December 23, 2024
Apple Loses Second Bid to Challenge Qualcomm Patents at U.S. Supreme Court
Apple lost the bid at the US Supreme Court to revive an effort to cancel three Qualcomm smartphone patents despite the settlement of the underlying dispute between the two tech giants. Apple was sued by Qualcomm in 2017.

The US Supreme Court on Monday again declined to hear Apple’s bid to revive an effort to cancel three Qualcomm smartphone patents despite the settlement of the underlying dispute between the two tech giants.

The justices left in place a lower court’s decision against Apple after similarly turning away in June the company’s appeal of a lower court ruling in a closely related case challenging two other Qualcomm patents.

Qualcomm sued Apple in San Diego federal court in 2017, arguing that its iPhone, iPad, and Apple Watch models infringed a variety of mobile-technology patents. That case was part of a broader global dispute between the tech giants.

Apple challenged the validity of the patents at issue in this case at the US Patent and Trademark Office’s Patent Trial and Appeal Board.

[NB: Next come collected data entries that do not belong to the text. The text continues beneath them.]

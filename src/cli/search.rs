use std::path::PathBuf;
use std::sync::mpsc;

use anyhow::{bail, Context, Result};
use clap::Args;
use colored::Colorize;
use serde::Serialize;

use super::OutputConfig;
use crate::events::SearchEvent;
use crate::search::SearchEngine;
use crate::types::ScoredDocument;

#[derive(Args)]
pub struct SearchArgs {
    /// The search query
    query: String,

    /// Site base URL (overrides the config file)
    #[arg(long, short = 'u')]
    url: Option<String>,

    /// Config file path (defaults to rummage.toml in the working directory)
    #[arg(long)]
    config: Option<PathBuf>,

    /// Maximum number of results to display
    #[arg(long, short = 'n', default_value = "20")]
    limit: usize,
}

/// JSON output format for search results
#[derive(Serialize)]
struct SearchOutput {
    query: String,
    outcome: String,
    count: usize,
    results: Vec<SearchResultOutput>,
}

#[derive(Serialize)]
struct SearchResultOutput {
    title: String,
    url: String,
    score: u32,
    excerpt: String,
}

pub async fn run(args: SearchArgs, output: OutputConfig) -> Result<()> {
    let config = super::resolve_config(args.config.as_deref(), args.url.as_deref())?;

    let engine = SearchEngine::connect(&config);

    let (tx, rx) = mpsc::channel();
    engine.subscribe(move |event| {
        let _ = tx.send(event.clone());
    });

    // Wait out the initial load unless it has already settled; a query
    // issued mid-load only comes back as a non-final loading event.
    if !engine.is_ready() {
        engine.settled().await;
    }

    engine.search(&args.query);
    let outcome = next_outcome(&rx, &args.query)?;

    match &outcome {
        SearchEvent::Results { results, .. } => {
            let shown = &results[..results.len().min(args.limit)];
            if output.json {
                print_json_output(&args.query, outcome.name(), shown)?;
            } else if !output.quiet {
                print_human_output(&args.query, shown, output.verbose);
            }
            Ok(())
        }
        SearchEvent::NoResults { .. } => {
            if output.json {
                print_json_output(&args.query, outcome.name(), &[])?;
            } else if !output.quiet {
                println!("{} No results for: {}", "!".yellow(), args.query.cyan());
            }
            Ok(())
        }
        SearchEvent::Error { error, .. } => {
            bail!("search index unavailable: {error}")
        }
        SearchEvent::Loading { .. } => {
            bail!("search index is still loading; try again")
        }
    }
}

/// Block until the engine reports an outcome for `query`.
///
/// Dispatch is synchronous, so the matching event is already queued by the
/// time `search()` returns. Load-time error events carry no query and are
/// skipped.
fn next_outcome(rx: &mpsc::Receiver<SearchEvent>, query: &str) -> Result<SearchEvent> {
    rx.iter()
        .find(|event| event.query() == Some(query))
        .context("engine closed without answering the query")
}

fn print_json_output(query: &str, outcome: &str, results: &[ScoredDocument]) -> Result<()> {
    let output = SearchOutput {
        query: query.to_string(),
        outcome: outcome.to_string(),
        count: results.len(),
        results: results
            .iter()
            .map(|r| SearchResultOutput {
                title: r.document.title.clone(),
                url: r.document.url.clone(),
                score: r.score,
                excerpt: truncate_content(&r.document.content, 200),
            })
            .collect(),
    };

    println!("{}", serde_json::to_string_pretty(&output)?);
    Ok(())
}

fn print_human_output(query: &str, results: &[ScoredDocument], verbose: bool) {
    println!(
        "{} Found {} results for: {}",
        "✓".green(),
        results.len(),
        query.cyan()
    );
    println!();

    for (i, result) in results.iter().enumerate() {
        println!(
            "{}. {} {}",
            (i + 1).to_string().bold(),
            result.document.title.blue(),
            result.document.url.dimmed()
        );
        println!("   score {}", result.score);

        if verbose {
            let excerpt = truncate_content(&result.document.content, 200);
            for line in excerpt.lines().take(3) {
                println!("   {}", line.dimmed());
            }
        }

        println!();
    }
}

fn truncate_content(content: &str, max_len: usize) -> String {
    if content.chars().count() <= max_len {
        content.to_string()
    } else {
        let truncated: String = content.chars().take(max_len).collect();
        format!("{}...", truncated.trim_end())
    }
}
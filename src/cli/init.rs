use std::path::PathBuf;

use anyhow::{bail, Context, Result};
use clap::Args;
use colored::Colorize;
use serde::Serialize;

use super::OutputConfig;
use crate::config::Config;

#[derive(Args)]
pub struct InitArgs {
    /// Directory to write rummage.toml into (defaults to current directory)
    #[arg(default_value = ".")]
    path: PathBuf,

    /// Site base URL to record in the config
    #[arg(long)]
    url: Option<String>,

    /// Overwrite existing configuration
    #[arg(long)]
    force: bool,
}

#[derive(Serialize)]
struct InitOutput {
    status: String,
    config: String,
}

pub fn run(args: InitArgs, output: OutputConfig) -> Result<()> {
    let root = args
        .path
        .canonicalize()
        .with_context(|| format!("Invalid path: {}", args.path.display()))?;

    let config_path = root.join(Config::FILE_NAME);

    if config_path.exists() && !args.force {
        if output.json {
            let json_output = InitOutput {
                status: "already_initialized".to_string(),
                config: config_path.display().to_string(),
            };
            println!("{}", serde_json::to_string_pretty(&json_output)?);
            return Ok(());
        }
        bail!(
            "{} already exists. Use --force to overwrite.",
            config_path.display()
        );
    }

    let mut config = Config::default();
    if let Some(url) = args.url {
        config.site.url = url;
    }
    config.save(&config_path)?;

    if output.json {
        let json_output = InitOutput {
            status: "initialized".to_string(),
            config: config_path.display().to_string(),
        };
        println!("{}", serde_json::to_string_pretty(&json_output)?);
    } else if !output.quiet {
        println!(
            "{} Config written to {}",
            "✓".green(),
            config_path.display()
        );
        println!("  Site: {}", config.site.url.cyan());
        println!("\nNext steps:");
        println!("  {} to check the index", "rummage status".cyan());
        println!("  {} to search it", "rummage search <query>".cyan());
    }

    Ok(())
}
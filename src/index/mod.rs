//! Index lifecycle: one fetch per engine instance, three observable states.
//!
//! The store starts in `Loading` and moves exactly once to either `Ready`
//! or `Failed`. There is no retry and no partial state; a failure is
//! terminal until a new engine (and store) is constructed.

use std::sync::Arc;

use tokio::sync::watch;
use tracing::{debug, info, warn};

use crate::error::LoadError;
use crate::events::{EventBus, SearchEvent};
use crate::fetch::IndexClient;
use crate::types::SearchIndex;

/// Lifecycle state of the document collection.
#[derive(Debug, Clone)]
pub enum IndexState {
    /// The fetch is in flight; queries are answered with `loading`.
    Loading,
    /// The index parsed successfully and is available for queries.
    Ready(Arc<SearchIndex>),
    /// The one load failed; every query is answered with `error`.
    Failed(Arc<LoadError>),
}

/// Owns the loaded document collection.
///
/// The spawned load task is the only writer, and it writes exactly once;
/// after that the index is read-only shared data.
pub struct IndexStore {
    state: watch::Receiver<IndexState>,
}

impl IndexStore {
    /// Start fetching the index in the background and return immediately.
    ///
    /// Must be called from within a tokio runtime. A load failure is
    /// reported on `bus` as an `error` event with no query attached, in
    /// addition to becoming the store's terminal state.
    pub fn spawn(client: IndexClient, index_path: String, bus: EventBus) -> Self {
        let (tx, rx) = watch::channel(IndexState::Loading);

        tokio::spawn(async move {
            debug!(url = client.base_url(), path = %index_path, "fetching search index");
            match client.fetch_index(&index_path).await {
                Ok(index) => {
                    info!(pages = index.pages.len(), "search index loaded");
                    let _ = tx.send(IndexState::Ready(Arc::new(index)));
                }
                Err(err) => {
                    warn!(error = %err, "search index load failed");
                    let err = Arc::new(err);
                    // Emit before publishing the terminal state so anyone
                    // who observes `Failed` can rely on the event having
                    // been dispatched.
                    bus.emit(&SearchEvent::Error {
                        error: Arc::clone(&err),
                        query: None,
                    });
                    let _ = tx.send(IndexState::Failed(err));
                }
            }
        });

        Self { state: rx }
    }

    /// True iff the load succeeded and the index is available. Never blocks.
    pub fn is_ready(&self) -> bool {
        matches!(*self.state.borrow(), IndexState::Ready(_))
    }

    /// Non-blocking snapshot of the current lifecycle state.
    pub fn snapshot(&self) -> IndexState {
        self.state.borrow().clone()
    }

    /// Wait until the load has finished, one way or the other.
    pub async fn settled(&self) -> IndexState {
        let mut state = self.state.clone();
        let settled = match state
            .wait_for(|s| !matches!(s, IndexState::Loading))
            .await
        {
            Ok(settled) => settled.clone(),
            // The load task publishes a terminal state before dropping the
            // sender, so on a closed channel the current value is final.
            Err(_) => self.state.borrow().clone(),
        };
        settled
    }

    /// Build a store already in the given state, skipping the fetch.
    #[cfg(test)]
    pub fn preloaded(state: IndexState) -> Self {
        let (_tx, rx) = watch::channel(state);
        Self { state: rx }
    }
}

#[cfg(test)]
mod tests {
    use std::sync::Mutex;
    use std::time::Duration;

    use super::*;

    const INDEX_JSON: &str = r#"{
        "pages": [
            {"title": "About Joe Mizzi", "url": "/about/", "content": "musician"},
            {"title": "Home", "url": "/", "content": "Joe Mizzi fan page"}
        ]
    }"#;

    /// Serve a fixed body for every request on an ephemeral port.
    async fn serve_body(body: &'static str) -> String {
        let app = axum::Router::new().fallback(move || async move { body });
        let listener = tokio::net::TcpListener::bind("127.0.0.1:0").await.unwrap();
        let addr = listener.local_addr().unwrap();
        tokio::spawn(async move {
            let _ = axum::serve(listener, app).await;
        });
        format!("http://{addr}")
    }

    fn client(base_url: &str) -> IndexClient {
        IndexClient::new(base_url, Duration::from_secs(2))
    }

    #[tokio::test]
    async fn test_load_success_reaches_ready() {
        let base_url = serve_body(INDEX_JSON).await;
        let store = IndexStore::spawn(
            client(&base_url),
            "/search-index.json".to_string(),
            EventBus::new(),
        );

        let state = store.settled().await;
        match state {
            IndexState::Ready(index) => assert_eq!(index.pages.len(), 2),
            other => panic!("expected Ready, got {other:?}"),
        }
        assert!(store.is_ready());
    }

    #[tokio::test]
    async fn test_load_failure_reaches_failed_and_emits_error() {
        let bus = EventBus::new();
        let errors = Arc::new(Mutex::new(Vec::new()));
        let sink = Arc::clone(&errors);
        bus.subscribe(move |event| {
            if let SearchEvent::Error { query, .. } = event {
                sink.lock().unwrap().push(query.clone());
            }
        });

        let store = IndexStore::spawn(
            client("http://127.0.0.1:19999"),
            "/search-index.json".to_string(),
            bus,
        );

        let state = store.settled().await;
        assert!(matches!(state, IndexState::Failed(_)));
        assert!(!store.is_ready());

        // Load-time error events carry no query.
        let errors = errors.lock().unwrap();
        assert_eq!(errors.len(), 1);
        assert_eq!(errors[0], None);
    }

    #[tokio::test]
    async fn test_parse_failure_is_terminal_failed_state() {
        let base_url = serve_body("this is not json").await;
        let store = IndexStore::spawn(
            client(&base_url),
            "/search-index.json".to_string(),
            EventBus::new(),
        );

        match store.settled().await {
            IndexState::Failed(err) => {
                assert!(matches!(*err, LoadError::Parse { .. }), "got: {err}");
            }
            other => panic!("expected Failed, got {other:?}"),
        }
    }

    #[tokio::test]
    async fn test_is_ready_false_while_loading() {
        let store = IndexStore::preloaded(IndexState::Loading);
        assert!(!store.is_ready());
        assert!(matches!(store.snapshot(), IndexState::Loading));
    }
}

The companies settled their underlying fight in 2019, signing an agreement worth billions of dollars that let Apple continue using Qualcomm chips in iPhones. The settlement included an Apple license to thousands of Qualcomm patents, but allowed the patent-board proceedings to continue.

The board upheld the patents in 2020, and Apple appealed to the patent-specialist US Court of Appeals for the Federal Circuit. Cupertino, California-based Apple argued it had proper legal standing to appeal because San Diego-based Qualcomm could sue again after the license expires, potentially as soon as 2025.

A Federal Circuit three-judge panel, in a 2-1 ruling, dismissed the case last year for a lack of standing, finding that Apple’s risk of being sued again was speculative and the challenge would not affect its payment obligations under the settlement.

Qualcomm has again argued that Apple has not shown a concrete injury to justify the appeal, just like in the “materially identical” case that the high court rejected.